» PROBLEM REQUIREMENTS:
Would you find each line in the entries below with the string "DuplicateExtension" and copy it?

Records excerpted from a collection
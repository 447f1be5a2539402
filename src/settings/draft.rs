//! Settings Draft
//!
//! Editable copy of the mapping table. Edits happen on the draft; saving
//! hands a complete new [`PluginConfig`] to the plugin, which swaps it in.

use thiserror::Error;

use super::schema::{LanguageMapping, PluginConfig, normalize_extension};

/// Grammars offered as suggestions, with their display names
pub const LANGUAGE_OPTIONS: &[(&str, &str)] = &[
    ("", "None"),
    ("text", "Plain text"),
    ("python", "Python"),
    ("glsl", "GLSL"),
    ("javascript", "JavaScript"),
    ("typescript", "TypeScript"),
    ("css", "CSS"),
    ("html", "HTML"),
    ("rust", "Rust"),
];

#[derive(Debug, Error, PartialEq, Eq)]
pub enum DraftError {
    #[error("duplicate extension: {0}")]
    DuplicateExtension(String),
    #[error("no mapping at index {0}")]
    NoSuchMapping(usize),
    #[error("no mapping for extension: {0}")]
    UnknownExtension(String),
    #[error("extension must not be empty")]
    EmptyExtension,
}

/// Display name for a grammar: the known option's name, else the id itself
pub fn display_name_for(grammar_id: &str) -> String {
    LANGUAGE_OPTIONS
        .iter()
        .find(|(value, _)| *value == grammar_id)
        .map(|(_, name)| name.to_string())
        .unwrap_or_else(|| grammar_id.to_string())
}

#[derive(Debug, Clone, PartialEq)]
pub struct SettingsDraft {
    config: PluginConfig,
}

impl SettingsDraft {
    pub fn new(current: &PluginConfig) -> Self {
        Self {
            config: current.clone(),
        }
    }

    pub fn mappings(&self) -> &[LanguageMapping] {
        &self.config.mappings
    }

    /// Append the placeholder row `new -> text`
    pub fn add_mapping(&mut self) -> usize {
        self.config
            .mappings
            .push(LanguageMapping::new("new", "text", &display_name_for("text")));
        self.config.mappings.len() - 1
    }

    /// Append a filled-in row. The draft is unchanged on error.
    pub fn push_mapping(&mut self, extension: &str, grammar_id: &str) -> Result<usize, DraftError> {
        if normalize_extension(extension).is_empty() {
            return Err(DraftError::EmptyExtension);
        }
        let index = self.add_mapping();
        self.set_extension(index, extension)?;
        self.set_grammar(index, grammar_id)?;
        Ok(index)
    }

    pub fn remove_mapping(&mut self, index: usize) -> Result<LanguageMapping, DraftError> {
        if index >= self.config.mappings.len() {
            return Err(DraftError::NoSuchMapping(index));
        }
        Ok(self.config.mappings.remove(index))
    }

    pub fn remove_extension(&mut self, extension: &str) -> Result<LanguageMapping, DraftError> {
        let extension = normalize_extension(extension);
        let index = self
            .config
            .mappings
            .iter()
            .position(|m| m.extension == extension)
            .ok_or(DraftError::UnknownExtension(extension))?;
        self.remove_mapping(index)
    }

    /// Set the extension of a row. Empty input leaves the row unchanged.
    pub fn set_extension(&mut self, index: usize, value: &str) -> Result<(), DraftError> {
        let mapping = self
            .config
            .mappings
            .get_mut(index)
            .ok_or(DraftError::NoSuchMapping(index))?;
        let extension = normalize_extension(value);
        if !extension.is_empty() {
            mapping.extension = extension;
        }
        Ok(())
    }

    /// Set the grammar of a row and refresh its display name
    pub fn set_grammar(&mut self, index: usize, value: &str) -> Result<(), DraftError> {
        let mapping = self
            .config
            .mappings
            .get_mut(index)
            .ok_or(DraftError::NoSuchMapping(index))?;
        mapping.grammar_id = value.trim().to_string();
        mapping.display_name = display_name_for(&mapping.grammar_id);
        Ok(())
    }

    /// Check the draft can be saved
    pub fn validate(&self) -> Result<(), DraftError> {
        for (i, mapping) in self.config.mappings.iter().enumerate() {
            if self.config.mappings[..i]
                .iter()
                .any(|m| m.extension == mapping.extension)
            {
                return Err(DraftError::DuplicateExtension(mapping.extension.clone()));
            }
        }
        Ok(())
    }

    /// Throw away edits and start again from `current`
    pub fn reset(&mut self, current: &PluginConfig) {
        self.config = current.clone();
    }

    /// The configuration to save, if the draft is valid
    pub fn into_config(self) -> Result<PluginConfig, DraftError> {
        self.validate()?;
        Ok(self.config)
    }
}

#[cfg(test)]
mod tests {
    use super::*;

    #[test]
    fn test_add_mapping_defaults() {
        let mut draft = SettingsDraft::new(&PluginConfig::default());
        let index = draft.add_mapping();
        assert_eq!(
            draft.mappings()[index],
            LanguageMapping::new("new", "text", "Plain text")
        );
    }

    #[test]
    fn test_set_extension_strips_dot_and_ignores_empty() {
        let mut draft = SettingsDraft::new(&PluginConfig::default());
        draft.set_extension(0, " .pyw").unwrap();
        assert_eq!(draft.mappings()[0].extension, "pyw");
        draft.set_extension(0, "  ").unwrap();
        assert_eq!(draft.mappings()[0].extension, "pyw");
        assert_eq!(
            draft.set_extension(9, "x"),
            Err(DraftError::NoSuchMapping(9))
        );
    }

    #[test]
    fn test_set_grammar_updates_display_name() {
        let mut draft = SettingsDraft::new(&PluginConfig::default());
        draft.set_grammar(1, "javascript").unwrap();
        assert_eq!(draft.mappings()[1].display_name, "JavaScript");
        draft.set_grammar(1, " kotlin ").unwrap();
        assert_eq!(draft.mappings()[1].grammar_id, "kotlin");
        assert_eq!(draft.mappings()[1].display_name, "kotlin");
    }

    #[test]
    fn test_duplicate_extensions_rejected() {
        let mut draft = SettingsDraft::new(&PluginConfig::default());
        draft.push_mapping(".py", "python").unwrap();
        assert_eq!(
            draft.clone().into_config(),
            Err(DraftError::DuplicateExtension("py".to_string()))
        );

        draft.remove_mapping(2).unwrap();
        let config = draft.into_config().unwrap();
        assert_eq!(config.extensions(), vec!["py", "shader"]);
    }

    #[test]
    fn test_push_mapping_rejects_empty_extension() {
        let mut draft = SettingsDraft::new(&PluginConfig::default());
        assert_eq!(draft.push_mapping("", "rust"), Err(DraftError::EmptyExtension));
        assert_eq!(draft.push_mapping(" . ", "rust"), Err(DraftError::EmptyExtension));
        assert_eq!(draft.mappings().len(), 2);
        assert!(draft.mappings().iter().all(|m| m.extension != "new"));
    }

    #[test]
    fn test_reset_discards_edits() {
        let current = PluginConfig::default();
        let mut draft = SettingsDraft::new(&current);
        draft.remove_extension("shader").unwrap();
        assert_eq!(draft.mappings().len(), 1);
        assert_eq!(
            draft.remove_extension("rs"),
            Err(DraftError::UnknownExtension("rs".to_string()))
        );
        draft.reset(&current);
        assert_eq!(draft.mappings(), current.mappings.as_slice());
    }
}
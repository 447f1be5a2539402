//! Syntect-backed highlighter.
//!
//! Produces class-based HTML (`<span class="source python">...`) so the
//! host's stylesheet decides the colours.

use syntect::html::{ClassStyle, ClassedHTMLGenerator};
use syntect::parsing::{SyntaxReference, SyntaxSet};
use syntect::util::LinesWithEndings;

use crate::dom::html::escape_text;
use crate::host::Highlighter;

/// Grammar ids whose syntect definition goes by another token
const GRAMMAR_ALIASES: &[(&str, &str)] = &[
    ("rust", "rs"),
    ("python", "py"),
    ("javascript", "js"),
    ("c++", "cpp"),
    ("csharp", "cs"),
    ("shell", "sh"),
    ("bash", "sh"),
    ("markdown", "md"),
    ("ruby", "rb"),
    ("golang", "go"),
];

pub struct SyntectHighlighter {
    syntax_set: SyntaxSet,
}

impl Default for SyntectHighlighter {
    fn default() -> Self {
        Self::new()
    }
}

impl SyntectHighlighter {
    pub fn new() -> Self {
        Self {
            syntax_set: SyntaxSet::load_defaults_newlines(),
        }
    }

    fn find_syntax(&self, grammar: &str) -> Option<&SyntaxReference> {
        let grammar = grammar.trim().to_lowercase();
        if grammar.is_empty() {
            return None;
        }

        if let Some(syntax) = self.syntax_set.find_syntax_by_token(&grammar) {
            return Some(syntax);
        }

        let (_, alias) = GRAMMAR_ALIASES.iter().find(|(name, _)| *name == grammar)?;
        self.syntax_set.find_syntax_by_extension(alias)
    }
}

impl Highlighter for SyntectHighlighter {
    fn highlight(&self, text: &str, grammar: &str) -> String {
        let Some(syntax) = self.find_syntax(grammar) else {
            return escape_text(text);
        };

        let mut generator =
            ClassedHTMLGenerator::new_with_class_style(syntax, &self.syntax_set, ClassStyle::Spaced);
        for line in LinesWithEndings::from(text) {
            if let Err(e) = generator.parse_html_for_line_which_includes_newline(line) {
                log::warn!("Highlighting as {} failed: {}", grammar, e);
                return escape_text(text);
            }
        }
        generator.finalize()
    }

    fn has_grammar(&self, grammar: &str) -> bool {
        self.find_syntax(grammar).is_some()
    }
}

» EXERCISE RESPONSE:
    DuplicateExtension(String),
                return Err(DraftError::DuplicateExtension(mapping.extension.clone()));
            Err(DraftError::DuplicateExtension("py".to_string()))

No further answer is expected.